Making Minds
Paul Kelley
Routledge
ISBN 978-0-415-41411-1
“What’s wrong with education and what we should do about it” is the subtitle of Paul Kelley’s book “Making Minds”, a confrontational title for a book designed to make the reader reflect.
Unlike most commentators on education Kelley is a hands-on-head who is running a school, modestly described in the book as “an average state school in the north of England”. Excited by what he does, the book transmits the energy to the reader. “Understanding learning is mankind’s greatest adventure because it will lead to understanding our minds, how they are made and their potential. The biological complexity of the human brain can now be understood using the knowledge and techniques created by the relentless advances in science, scientific technology and ICT.”
Much of the book is concerned with the impact of ICT on learning and is all the more valuable coming from someone whose own use of ICT has transformed what he does, how he teaches and how he runs his school.

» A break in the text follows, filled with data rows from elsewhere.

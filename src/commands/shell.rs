//! Shell command - drive a viewer one line at a time
//!
//! Nodes are addressed by the ids printed by `tree` (`#3` or `3`). Commands
//! that start a load wait until the viewer is idle again before the next
//! line is read.

use crate::{
    Result, TreeViewerError,
    browser::{Browser, BrowserKind, BrowserNode},
    config::ViewerConfig,
    model::{DataObject, GroupId, NodeId, TreeNode, TreeVisitor, UserId},
    service::{DataService, MemoryService, Scope},
    ui::{AlwaysConfirm, Answer, ConfirmationPolicy, DialoguerConfirm, StdoutNotifier},
    viewer::{CommandOutcome, CopyMode, SessionId, SessionRegistry, TreeViewer, ViewerError},
};
use clap::ValueEnum;
use colored::Colorize;
use std::fmt::Write as _;
use std::fs::{self, File};
use std::io::{self, BufRead, BufReader, Write};
use std::path::PathBuf;
use std::sync::Arc;
use std::time::Duration;
use tracing::debug;

const HELP: &str = "\
browser <kind>        switch to a browser (container-explorer, tag-explorer, ...)
show <kind>           toggle whether a browser is displayed
refresh               reload the top level of the current browser
select <node>...      select nodes
browse <node>         open a node and load its contents
expand <node>         load a node's children in the background
copy | cut            put the selection in the copy buffer
paste                 paste the copy buffer into the selection
delete                delete the selection
thumbs <node>         load thumbnails for an image or its container
render copy <node>    copy an image's rendering settings
render paste|reset    apply or reset rendering settings on the selection
user <id> | group <id>  browse another user's or group's data
finder on|off         show or hide the finder
cancel                cancel running loads
state | tree | help | quit";

/// Options of the shell subcommand
#[derive(Debug, Clone)]
pub struct ShellOptions {
    pub script: Option<PathBuf>,
    pub yes: bool,
    pub data: Option<PathBuf>,
    pub browser: Option<BrowserKind>,
    pub scope: Scope,
    pub quiet: bool,
}

/// One parsed shell line
#[derive(Debug, Clone, PartialEq, Eq)]
pub enum ShellCommand {
    Browser(BrowserKind),
    Show(BrowserKind),
    Refresh,
    Select(Vec<NodeId>),
    Browse(NodeId),
    Expand(NodeId),
    Copy(CopyMode),
    Paste,
    Delete,
    Thumbs(NodeId),
    RenderCopy(NodeId),
    RenderPaste,
    RenderReset,
    User(UserId),
    Group(GroupId),
    Finder(bool),
    Cancel,
    State,
    Tree,
    Help,
    Quit,
}

fn invalid(message: impl Into<String>) -> TreeViewerError {
    TreeViewerError::InvalidInput(message.into())
}

fn parse_kind(word: &str) -> Result<BrowserKind> {
    <BrowserKind as ValueEnum>::from_str(word, true)
        .map_err(|_| invalid(format!("Unknown browser: '{word}'")))
}

fn parse_node(word: &str) -> Result<NodeId> {
    word.trim_start_matches('#')
        .parse()
        .map(NodeId)
        .map_err(|_| invalid(format!("Not a node id: '{word}'")))
}

fn parse_id(word: &str) -> Result<i64> {
    word.parse()
        .map_err(|_| invalid(format!("Not an id: '{word}'")))
}

/// Parse one line; blank lines and `#` comments give `None`
///
/// # Errors
///
/// Returns `TreeViewerError::InvalidInput` for an unknown command or a bad
/// argument.
pub fn parse_line(line: &str) -> Result<Option<ShellCommand>> {
    let line = line.trim();
    if line.is_empty() || line.starts_with('#') {
        return Ok(None);
    }
    let mut words = line.split_whitespace();
    let verb = words.next().unwrap_or_default();
    let args: Vec<&str> = words.collect();

    let command = match (verb, args.as_slice()) {
        ("browser", [kind]) => ShellCommand::Browser(parse_kind(kind)?),
        ("show", [kind]) => ShellCommand::Show(parse_kind(kind)?),
        ("refresh", []) => ShellCommand::Refresh,
        ("select", nodes) if !nodes.is_empty() => ShellCommand::Select(
            nodes
                .iter()
                .map(|node| parse_node(node))
                .collect::<Result<_>>()?,
        ),
        ("browse", [node]) => ShellCommand::Browse(parse_node(node)?),
        ("expand", [node]) => ShellCommand::Expand(parse_node(node)?),
        ("copy", []) => ShellCommand::Copy(CopyMode::Copy),
        ("cut", []) => ShellCommand::Copy(CopyMode::Cut),
        ("paste", []) => ShellCommand::Paste,
        ("delete", []) => ShellCommand::Delete,
        ("thumbs", [node]) => ShellCommand::Thumbs(parse_node(node)?),
        ("render", ["copy", node]) => ShellCommand::RenderCopy(parse_node(node)?),
        ("render", ["paste"]) => ShellCommand::RenderPaste,
        ("render", ["reset"]) => ShellCommand::RenderReset,
        ("user", [id]) => ShellCommand::User(UserId(parse_id(id)?)),
        ("group", [id]) => ShellCommand::Group(GroupId(parse_id(id)?)),
        ("finder", ["on"]) => ShellCommand::Finder(true),
        ("finder", ["off"]) => ShellCommand::Finder(false),
        ("cancel", []) => ShellCommand::Cancel,
        ("state", []) => ShellCommand::State,
        ("tree", []) => ShellCommand::Tree,
        ("help", []) => ShellCommand::Help,
        ("quit" | "exit", []) => ShellCommand::Quit,
        _ => return Err(invalid(format!("Unknown command: '{line}' (try 'help')"))),
    };
    Ok(Some(command))
}

/// Collects one indented line per node
struct TreePrinter<'a> {
    selection: &'a [NodeId],
    lines: Vec<String>,
}

impl TreeVisitor<BrowserNode> for TreePrinter<'_> {
    fn visit(&mut self, node: &TreeNode<BrowserNode>, depth: usize) {
        let payload = &node.payload;
        let object = &payload.object;
        let marker = if self.selection.contains(&node.id) { ">" } else { " " };
        let mut line = format!(
            "{marker} {}{} {} {}",
            "  ".repeat(depth),
            node.id.to_string().dimmed(),
            object.kind.label().cyan(),
            object.name
        );
        if !payload.children_loaded {
            let _ = write!(line, " {}", format!("({})", object.child_count).dimmed());
        }
        if payload.cut {
            let _ = write!(line, " {}", "[cut]".yellow());
        }
        if payload.thumbnail.is_some() {
            let _ = write!(line, " {}", "[thumbnail]".green());
        }
        self.lines.push(line);
    }
}

/// Render a browser's loaded tree
#[must_use]
pub fn render_tree(browser: &dyn Browser) -> Vec<String> {
    let selection = browser.selected_displays();
    let mut printer = TreePrinter {
        selection: &selection,
        lines: Vec::new(),
    };
    browser.accept(&mut printer);
    printer.lines
}

/// A viewer session driven by text commands
pub struct Shell {
    sessions: SessionRegistry,
    session: SessionId,
    quiet: bool,
    timeout: Duration,
}

impl Shell {
    /// Take ownership of an activated viewer
    #[must_use]
    pub fn new(viewer: TreeViewer, quiet: bool) -> Self {
        let mut sessions = SessionRegistry::new();
        let session = sessions.create(viewer);
        Self {
            sessions,
            session,
            quiet,
            timeout: Duration::from_secs(30),
        }
    }

    /// How long a command may wait for its loads
    #[must_use]
    pub const fn with_timeout(mut self, timeout: Duration) -> Self {
        self.timeout = timeout;
        self
    }

    #[must_use]
    pub fn viewer(&self) -> Option<&TreeViewer> {
        self.sessions.get(self.session)
    }

    fn viewer_mut(&mut self) -> Result<&mut TreeViewer> {
        self.sessions
            .get_mut(self.session)
            .ok_or_else(|| invalid("The viewer session has ended"))
    }

    /// Read commands until `quit` or end of input, then discard the viewer
    ///
    /// Viewer errors are printed and the shell carries on.
    ///
    /// # Errors
    ///
    /// Returns an error if reading input or writing output fails.
    pub fn run<R: BufRead, W: Write>(&mut self, input: R, out: &mut W) -> Result<()> {
        for line in input.lines() {
            let line = line?;
            let command = match parse_line(&line) {
                Ok(Some(command)) => command,
                Ok(None) => continue,
                Err(e) => {
                    writeln!(out, "{} {e}", "error:".red())?;
                    continue;
                }
            };
            if command == ShellCommand::Quit {
                break;
            }
            match self.execute(&command, out) {
                Ok(()) => {}
                Err(TreeViewerError::ViewerError(e)) => {
                    writeln!(out, "{} {e}", "error:".red())?;
                }
                Err(e) => return Err(e),
            }
        }
        self.sessions.discard(self.session);
        Ok(())
    }

    /// Execute one command against the viewer
    ///
    /// # Errors
    ///
    /// Returns viewer errors and output failures.
    pub fn execute<W: Write>(&mut self, command: &ShellCommand, out: &mut W) -> Result<()> {
        debug!(?command, "Shell command");
        let quiet = self.quiet;
        let timeout = self.timeout;
        let viewer = self.viewer_mut()?;
        let kind = viewer
            .selected_browser()
            .ok_or(ViewerError::IllegalState {
                operation: "run shell commands",
                state: viewer.state(),
            })?;

        let outcome = match command {
            ShellCommand::Browser(target) => viewer.set_selected_browser(*target)?,
            ShellCommand::Show(target) => {
                let displayed = viewer.display_browser(*target)?;
                if !quiet {
                    let word = if displayed { "shown" } else { "hidden" };
                    writeln!(out, "{target} {word}")?;
                }
                CommandOutcome::Completed
            }
            ShellCommand::Refresh => viewer.refresh_tree()?,
            ShellCommand::Select(nodes) => viewer.select_nodes(kind, nodes)?,
            ShellCommand::Browse(node) => viewer.browse(kind, *node)?,
            ShellCommand::Expand(node) => viewer.expand_node(kind, *node)?,
            ShellCommand::Copy(mode) => viewer.copy_selection(*mode)?,
            ShellCommand::Paste => viewer.paste_into_selection()?,
            ShellCommand::Delete => viewer.delete_selection()?,
            ShellCommand::Thumbs(node) => viewer.retrieve_thumbnails(kind, *node)?,
            ShellCommand::RenderCopy(node) => {
                let object = node_object(viewer, kind, *node)?;
                viewer.copy_rendering_settings(&object)?
            }
            ShellCommand::RenderPaste => {
                let targets = selection(viewer, kind);
                viewer.paste_rendering_settings(&targets)?
            }
            ShellCommand::RenderReset => {
                let targets = selection(viewer, kind);
                viewer.reset_rendering_settings(&targets)?
            }
            ShellCommand::User(user) => viewer.set_user(*user)?,
            ShellCommand::Group(group) => viewer.set_group(*group)?,
            ShellCommand::Finder(visible) => {
                viewer.show_finder(*visible)?;
                CommandOutcome::Completed
            }
            ShellCommand::Cancel => {
                viewer.cancel();
                CommandOutcome::Completed
            }
            ShellCommand::State => {
                let loader = viewer
                    .pending_loader()
                    .map_or_else(|| "none".to_string(), |id| id.to_string());
                writeln!(
                    out,
                    "state: {}, browser: {kind}, loader: {loader}, scope: {} {}",
                    viewer.state().to_string().bold(),
                    viewer.scope().user,
                    viewer.scope().group
                )?;
                CommandOutcome::Completed
            }
            ShellCommand::Tree => {
                if let Some(browser) = viewer.browser(kind) {
                    for line in render_tree(browser) {
                        writeln!(out, "{line}")?;
                    }
                }
                CommandOutcome::Completed
            }
            ShellCommand::Help => {
                writeln!(out, "{HELP}")?;
                CommandOutcome::Completed
            }
            ShellCommand::Quit => CommandOutcome::Completed,
        };

        debug!(?outcome, "Shell command finished");
        if !viewer.wait_idle(timeout) && !quiet {
            writeln!(out, "Still loading; use 'cancel' to stop")?;
        }
        Ok(())
    }
}

fn node_object(viewer: &TreeViewer, kind: BrowserKind, node: NodeId) -> Result<DataObject> {
    viewer
        .browser(kind)
        .and_then(|browser| browser.node(node))
        .map(|n| n.object.clone())
        .ok_or_else(|| ViewerError::UnknownNode { browser: kind, node }.into())
}

fn selection(viewer: &TreeViewer, kind: BrowserKind) -> Vec<DataObject> {
    viewer
        .browser(kind)
        .map(|browser| browser.selected_objects())
        .unwrap_or_default()
}

/// Execute the shell command
///
/// Builds a viewer over the sample data (or `--data`), activates it, loads
/// the top level and runs commands from the script or stdin.
///
/// # Errors
///
/// Returns an error if the data file cannot be read, the viewer cannot be
/// built, or input/output fails.
pub fn execute(mut config: ViewerConfig, options: ShellOptions) -> Result<()> {
    let service: Arc<dyn DataService> = match &options.data {
        Some(path) => Arc::new(MemoryService::from_json(&fs::read_to_string(path)?)?),
        None => Arc::new(MemoryService::sample()),
    };

    if let Some(kind) = options.browser {
        if !config.browsers.contains(&kind) {
            config.browsers.push(kind);
        }
        config.default_browser = kind;
    }

    let confirmation: Box<dyn ConfirmationPolicy> = if options.yes {
        Box::new(AlwaysConfirm::new(Answer::Yes))
    } else {
        Box::new(DialoguerConfirm::new())
    };

    let mut viewer = TreeViewer::builder(service, options.scope)
        .config(config)
        .notifier(Box::new(StdoutNotifier::new()))
        .confirmation(confirmation)
        .build()?;
    viewer.activate()?;
    viewer.refresh_tree()?;

    let mut shell = Shell::new(viewer, options.quiet);
    let mut out = io::stdout().lock();
    if !options.quiet && options.script.is_none() {
        writeln!(out, "Type 'help' for commands, 'quit' to leave.")?;
    }
    if let Some(viewer) = shell.sessions.get_mut(shell.session) {
        viewer.wait_idle(shell.timeout);
    }

    match &options.script {
        Some(path) => shell.run(BufReader::new(File::open(path)?), &mut out),
        None => shell.run(io::stdin().lock(), &mut out),
    }
}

Kelley’s American background means that he looks at education in the UK with a freshness that is both refreshing and sometimes unnerving. He sees things that we take for granted. Kelley admires the OU and has worked imaginatively with the University to offer degrees to his own students. He has the independence to look at initiatives like Curriculum Online (he judges it as a failure); the whiteboard fashion (a waste of money in terms of its impact on learning). Becta is not mentioned at all! According to Kelley, all we have done is digitised the traditional ways of teaching and the traditional resources. “Technologies,” he argues, “do not solve the problem of education systems unless they are used within a new world view of learning.”
The new view of learning according to Kelley will come from an understanding of neuroscience. “Advances in neuroscience and social sciences mean that this is an era when the fundamental understanding of learning will change.”
Academics with hazy memories of the classroom are the usual authors of books like this. Kelley stands right in the centre of the classroom and the book is readable, original and relevant.